Em 2020, ele lançou por conta própria o projeto underground Khwabistãoque recebeu apoio de Aruz, mas foi arquivado para futuro relançamento, e semeou as sementes para qasar, ,qasar Pelo que eu sabia, surgiu num momento de separação familiar, de luto pela perda de um idoso e de polarização racial no meu país. Arauz realmente nomeou o projeto, o que achei apropriado. Traduza ‘Mahal’ ou ‘Forte’ em Urdu, qasar tornou-se um monumento,Como as tensões reais do deslocamento, o empurrão e o puxão da diáspora e o apagamento e a corrupção de raízes esquecidas. Mas em tempos de turbulência político-pessoal, tornou-se um lar abstrato, uma fortaleza pessoal”, explica ela.

‘Dhund Lo Mujhe’ nasceu da viagem de Shahrazad à Índia durante a Covid, quando seu avô estava morrendo. “Inicialmente, desenvolvi um arranjo simples de piano para acompanhar os vocais, onde gravamos alguns acordes ao vivo e ardentes que não combinavam muito bem. Meu colega Runar, em Oslo, assumiu as cordas depois que Arús forneceu novos insights sobre os arranjos de cordas mais experimentais, divertidos e esparsos. Depois, à medida que tudo avançava, incorporamos elementos percussivos e adicionamos o violino de Basma Edriss em cima, que se tornou um co-personagem principal em minha mente junto com os vocais. Eu gostei de ‘Oh Sakhi’ como uma frase lírica convincente porque tem um toque coloquial.
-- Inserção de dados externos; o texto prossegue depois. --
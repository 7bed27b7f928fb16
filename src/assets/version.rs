//! Dotted-integer version strings, spec.md §3 `Version`.
//!
//! Grounded in `original_source/libs/core/src/Assets/AppAssetRoots.cc`'s use
//! of `Utils::VersionString`: directory names under a module root are
//! parsed as versions, compared to track the latest, and an empty or
//! non-numeric string yields a value that is never `is_valid()`.

use std::cmp::Ordering;
use std::fmt;

/// A version parsed from a dotted-integer string (`"1.2.3"`). An empty or
/// malformed string parses to an invalid sentinel that compares equal only
/// to itself and is never treated as "the latest" of anything.
#[derive(Debug, Clone, PartialEq, Eq)]
pub struct Version {
    parts: Vec<u64>,
    valid: bool,
}

impl Version {
    /// Parse `s` as a dotted-integer version. Whitespace-only or
    /// non-numeric segments produce an invalid version.
    pub fn parse(s: &str) -> Self {
        let trimmed = s.trim();
        if trimmed.is_empty() {
            return Self::invalid();
        }
        let mut parts = Vec::new();
        for segment in trimmed.split('.') {
            match segment.parse::<u64>() {
                Ok(n) => parts.push(n),
                Err(_) => return Self::invalid(),
            }
        }
        Self { parts, valid: true }
    }

    /// The invalid sentinel: `is_valid() == false`.
    pub fn invalid() -> Self {
        Self {
            parts: Vec::new(),
            valid: false,
        }
    }

    /// Whether this value parsed as a well-formed dotted-integer version.
    pub fn is_valid(&self) -> bool {
        self.valid
    }
}

impl PartialOrd for Version {
    fn partial_cmp(&self, other: &Self) -> Option<Ordering> {
        Some(self.cmp(other))
    }
}

impl Ord for Version {
    fn cmp(&self, other: &Self) -> Ordering {
        self.parts.cmp(&other.parts)
    }
}

impl fmt::Display for Version {
    fn fmt(&self, f: &mut fmt::Formatter<'_>) -> fmt::Result {
        if !self.valid {
            return write!(f, "");
        }
        let rendered: Vec<String> = self.parts.iter().map(u64::to_string).collect();
        write!(f, "{}", rendered.join("."))
    }
}

#[cfg(test)]
mod tests {
    use super::*;

    #[test]
    fn parses_dotted_integers() {
        let v = Version::parse("1.2.3");
        assert!(v.is_valid());
        assert_eq!(v.to_string(), "1.2.3");
    }

    #[test]
    fn empty_and_whitespace_are_invalid() {
        assert!(!Version::parse("").is_valid());
        assert!(!Version::parse("   ").is_valid());
    }

    #[test]
    fn non_numeric_segment_is_invalid() {
        assert!(!Version::parse("1.x.3").is_valid());
    }

    #[test]
    fn compares_numerically_not_lexically() {
        assert!(Version::parse("1.9.0") < Version::parse("1.10.0"));
        assert!(Version::parse("2.0.0") > Version::parse("1.99.99"));
    }

    #[test]
    fn equal_versions_compare_equal() {
        assert_eq!(Version::parse("1.0"), Version::parse("1.0"));
    }
}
A peça incorpora frases de Bhojpuri e outras imagens de Banarasi, uma dádiva de estar imersa em Varanasi enquanto compõe”, acrescenta.

Shahrazade

Shahrazade Créditos das fotos: Zaira Ray

Desejo de ser diferente e criar um cenário de sonho mais radical e bizarroInspirou a ideia de adotar um nome artístico. “Scheherazade (como geralmente é escrita no Ocidente) é minha personagem favorita desde a infância por sua habilidade brutal de contar histórias que salva vidas. Além disso, em hindi e urdu, Shahrazad se traduz como “cidade livre”. Gosto da ideia de uma pessoa, especialmente uma mulher, ser uma entidade da ‘cidade’ por direito próprio”, diz ela.

Quando questionada sobre como ela se sente sendo uma musicista indo-americana, ela diz: “Às vezes é muito solitário, até você conhecer pessoas tribais, como gosto de chamá-las. É como vagar em águas desconhecidas. Você vê pessoas que refletem o que você está fazendo, mas não sabe bem para onde está indo ou por quê. Essas enormes forças estão empurrando e puxando você em muitas direções diferentes. Às vezes você segue a maré e às vezes luta como o diabo contra ela.”

qasar Será lançado em todas as plataformas de música no dia 1º de março.